» YOUR INSTRUCTIONS
In the data, find each line where the word "HostId" appears and list that line.

----------

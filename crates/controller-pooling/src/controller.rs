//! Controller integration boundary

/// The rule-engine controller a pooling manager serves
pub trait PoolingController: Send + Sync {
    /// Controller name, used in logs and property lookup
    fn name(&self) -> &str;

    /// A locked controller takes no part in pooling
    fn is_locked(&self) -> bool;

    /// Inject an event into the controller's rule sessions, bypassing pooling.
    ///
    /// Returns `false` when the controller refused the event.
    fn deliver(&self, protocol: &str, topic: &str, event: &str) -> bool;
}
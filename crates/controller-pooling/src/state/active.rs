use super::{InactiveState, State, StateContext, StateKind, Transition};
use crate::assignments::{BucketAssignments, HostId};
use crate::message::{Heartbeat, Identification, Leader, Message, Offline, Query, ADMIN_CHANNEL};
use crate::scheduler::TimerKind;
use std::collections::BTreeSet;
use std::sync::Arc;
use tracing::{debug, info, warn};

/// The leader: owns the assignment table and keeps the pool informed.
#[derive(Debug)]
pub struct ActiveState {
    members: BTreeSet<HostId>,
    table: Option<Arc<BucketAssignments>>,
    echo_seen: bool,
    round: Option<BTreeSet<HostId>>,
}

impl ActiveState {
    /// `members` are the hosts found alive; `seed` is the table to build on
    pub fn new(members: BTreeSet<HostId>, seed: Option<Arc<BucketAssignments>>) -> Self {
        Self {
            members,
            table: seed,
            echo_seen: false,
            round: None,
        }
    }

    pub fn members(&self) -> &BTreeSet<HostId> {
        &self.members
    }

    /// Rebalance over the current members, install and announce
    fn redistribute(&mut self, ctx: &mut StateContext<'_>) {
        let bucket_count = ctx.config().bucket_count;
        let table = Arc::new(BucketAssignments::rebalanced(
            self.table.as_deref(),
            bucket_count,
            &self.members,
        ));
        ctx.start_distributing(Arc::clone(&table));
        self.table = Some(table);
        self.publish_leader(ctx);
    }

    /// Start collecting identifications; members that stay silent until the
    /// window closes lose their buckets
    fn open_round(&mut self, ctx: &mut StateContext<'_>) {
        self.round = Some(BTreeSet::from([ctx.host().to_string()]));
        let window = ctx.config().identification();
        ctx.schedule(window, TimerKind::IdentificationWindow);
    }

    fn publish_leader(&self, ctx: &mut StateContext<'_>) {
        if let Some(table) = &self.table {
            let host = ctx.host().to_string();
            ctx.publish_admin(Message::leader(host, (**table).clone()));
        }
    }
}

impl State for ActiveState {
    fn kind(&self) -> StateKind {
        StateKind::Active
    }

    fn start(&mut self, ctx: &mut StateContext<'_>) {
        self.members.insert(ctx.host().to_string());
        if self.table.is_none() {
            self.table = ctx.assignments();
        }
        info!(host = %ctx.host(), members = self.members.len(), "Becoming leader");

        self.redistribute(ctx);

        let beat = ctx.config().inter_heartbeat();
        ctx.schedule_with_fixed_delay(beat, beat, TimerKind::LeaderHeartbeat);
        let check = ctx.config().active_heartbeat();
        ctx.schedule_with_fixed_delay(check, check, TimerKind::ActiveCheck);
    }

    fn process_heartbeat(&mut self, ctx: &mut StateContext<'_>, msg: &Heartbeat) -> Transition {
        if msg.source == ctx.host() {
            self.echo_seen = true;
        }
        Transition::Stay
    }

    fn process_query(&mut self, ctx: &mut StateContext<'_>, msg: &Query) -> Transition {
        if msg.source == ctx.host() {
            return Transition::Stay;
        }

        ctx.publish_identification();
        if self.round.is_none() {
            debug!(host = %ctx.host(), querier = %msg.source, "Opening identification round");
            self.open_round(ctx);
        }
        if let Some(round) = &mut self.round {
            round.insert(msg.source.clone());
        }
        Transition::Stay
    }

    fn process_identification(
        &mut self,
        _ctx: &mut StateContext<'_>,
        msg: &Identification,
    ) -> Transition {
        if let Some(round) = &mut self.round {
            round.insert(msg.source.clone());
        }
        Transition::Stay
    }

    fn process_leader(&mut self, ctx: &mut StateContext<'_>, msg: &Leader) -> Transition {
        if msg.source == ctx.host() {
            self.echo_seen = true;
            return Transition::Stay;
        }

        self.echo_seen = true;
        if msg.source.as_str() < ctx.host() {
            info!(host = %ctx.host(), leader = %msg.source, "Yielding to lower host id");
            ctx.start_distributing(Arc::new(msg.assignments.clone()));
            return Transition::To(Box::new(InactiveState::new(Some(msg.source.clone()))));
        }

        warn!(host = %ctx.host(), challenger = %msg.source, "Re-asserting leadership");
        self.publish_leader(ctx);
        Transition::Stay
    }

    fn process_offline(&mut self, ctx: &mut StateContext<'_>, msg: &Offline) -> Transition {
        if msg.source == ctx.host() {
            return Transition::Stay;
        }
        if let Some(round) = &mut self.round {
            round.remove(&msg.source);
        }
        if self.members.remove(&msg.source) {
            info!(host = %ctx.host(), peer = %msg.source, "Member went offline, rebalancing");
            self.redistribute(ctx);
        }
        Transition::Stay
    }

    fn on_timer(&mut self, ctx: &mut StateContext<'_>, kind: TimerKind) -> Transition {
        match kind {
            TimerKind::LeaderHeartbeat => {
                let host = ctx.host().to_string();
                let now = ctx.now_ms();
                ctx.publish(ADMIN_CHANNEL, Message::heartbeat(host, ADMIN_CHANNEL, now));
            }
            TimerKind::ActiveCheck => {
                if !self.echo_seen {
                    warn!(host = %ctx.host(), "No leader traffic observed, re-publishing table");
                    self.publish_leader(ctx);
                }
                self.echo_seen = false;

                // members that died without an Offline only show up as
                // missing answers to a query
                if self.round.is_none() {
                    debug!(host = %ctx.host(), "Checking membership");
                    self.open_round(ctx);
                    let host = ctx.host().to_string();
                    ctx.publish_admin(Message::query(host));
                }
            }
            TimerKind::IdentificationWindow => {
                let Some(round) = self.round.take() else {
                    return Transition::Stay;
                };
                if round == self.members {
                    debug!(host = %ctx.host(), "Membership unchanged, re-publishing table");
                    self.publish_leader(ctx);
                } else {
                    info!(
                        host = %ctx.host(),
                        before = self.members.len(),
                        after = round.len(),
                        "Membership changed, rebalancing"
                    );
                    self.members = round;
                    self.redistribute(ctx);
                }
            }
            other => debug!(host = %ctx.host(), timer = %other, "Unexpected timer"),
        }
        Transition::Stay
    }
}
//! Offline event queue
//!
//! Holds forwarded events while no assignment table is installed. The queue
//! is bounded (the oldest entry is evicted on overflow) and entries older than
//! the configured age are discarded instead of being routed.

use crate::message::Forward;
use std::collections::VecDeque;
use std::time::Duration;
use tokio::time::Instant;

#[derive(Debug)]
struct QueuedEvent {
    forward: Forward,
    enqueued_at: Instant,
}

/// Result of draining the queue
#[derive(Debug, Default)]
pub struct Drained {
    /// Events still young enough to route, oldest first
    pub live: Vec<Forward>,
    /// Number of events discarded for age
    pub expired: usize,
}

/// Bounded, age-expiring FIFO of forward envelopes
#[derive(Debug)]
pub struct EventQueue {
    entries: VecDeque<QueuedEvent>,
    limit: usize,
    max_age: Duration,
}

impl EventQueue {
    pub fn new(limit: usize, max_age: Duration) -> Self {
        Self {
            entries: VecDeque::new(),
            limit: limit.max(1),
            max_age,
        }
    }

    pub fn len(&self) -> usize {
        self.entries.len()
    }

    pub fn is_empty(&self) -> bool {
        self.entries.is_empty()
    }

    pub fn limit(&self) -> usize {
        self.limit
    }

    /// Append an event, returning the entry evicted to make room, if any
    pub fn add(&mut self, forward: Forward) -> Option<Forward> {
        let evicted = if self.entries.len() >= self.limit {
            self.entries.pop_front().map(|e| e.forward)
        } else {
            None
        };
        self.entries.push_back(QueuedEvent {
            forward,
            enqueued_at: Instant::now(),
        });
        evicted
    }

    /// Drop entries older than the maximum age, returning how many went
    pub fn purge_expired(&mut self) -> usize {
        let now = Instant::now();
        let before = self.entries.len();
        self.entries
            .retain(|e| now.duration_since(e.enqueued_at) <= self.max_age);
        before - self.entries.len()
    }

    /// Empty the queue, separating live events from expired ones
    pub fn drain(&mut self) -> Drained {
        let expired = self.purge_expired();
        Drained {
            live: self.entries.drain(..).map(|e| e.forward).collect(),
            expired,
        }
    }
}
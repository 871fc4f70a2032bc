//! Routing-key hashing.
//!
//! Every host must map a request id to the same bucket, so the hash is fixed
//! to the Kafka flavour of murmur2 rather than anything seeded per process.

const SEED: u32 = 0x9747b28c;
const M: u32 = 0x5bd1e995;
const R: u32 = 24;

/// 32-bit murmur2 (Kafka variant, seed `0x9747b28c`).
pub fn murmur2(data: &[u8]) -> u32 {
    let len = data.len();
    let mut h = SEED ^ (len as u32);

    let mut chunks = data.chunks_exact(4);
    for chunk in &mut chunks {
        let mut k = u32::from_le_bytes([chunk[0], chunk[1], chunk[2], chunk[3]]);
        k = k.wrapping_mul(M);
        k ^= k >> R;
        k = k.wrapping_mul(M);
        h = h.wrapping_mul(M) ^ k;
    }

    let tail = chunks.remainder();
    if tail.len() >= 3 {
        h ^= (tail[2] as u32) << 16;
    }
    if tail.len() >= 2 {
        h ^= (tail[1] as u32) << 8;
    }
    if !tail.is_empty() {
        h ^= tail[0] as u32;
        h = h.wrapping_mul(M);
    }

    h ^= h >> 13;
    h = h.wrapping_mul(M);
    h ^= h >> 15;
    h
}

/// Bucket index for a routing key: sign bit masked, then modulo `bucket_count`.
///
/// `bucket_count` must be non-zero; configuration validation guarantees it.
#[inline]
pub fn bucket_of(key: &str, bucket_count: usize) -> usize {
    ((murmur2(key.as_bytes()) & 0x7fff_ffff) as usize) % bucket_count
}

----------

» OUTPUT OF THE EXERCISE
use crate::assignments::{BucketAssignments, HostId};
    members: BTreeSet<HostId>,
    round: Option<BTreeSet<HostId>>,
    pub fn new(members: BTreeSet<HostId>, seed: Option<Arc<BucketAssignments>>) -> Self {
    pub fn members(&self) -> &BTreeSet<HostId> {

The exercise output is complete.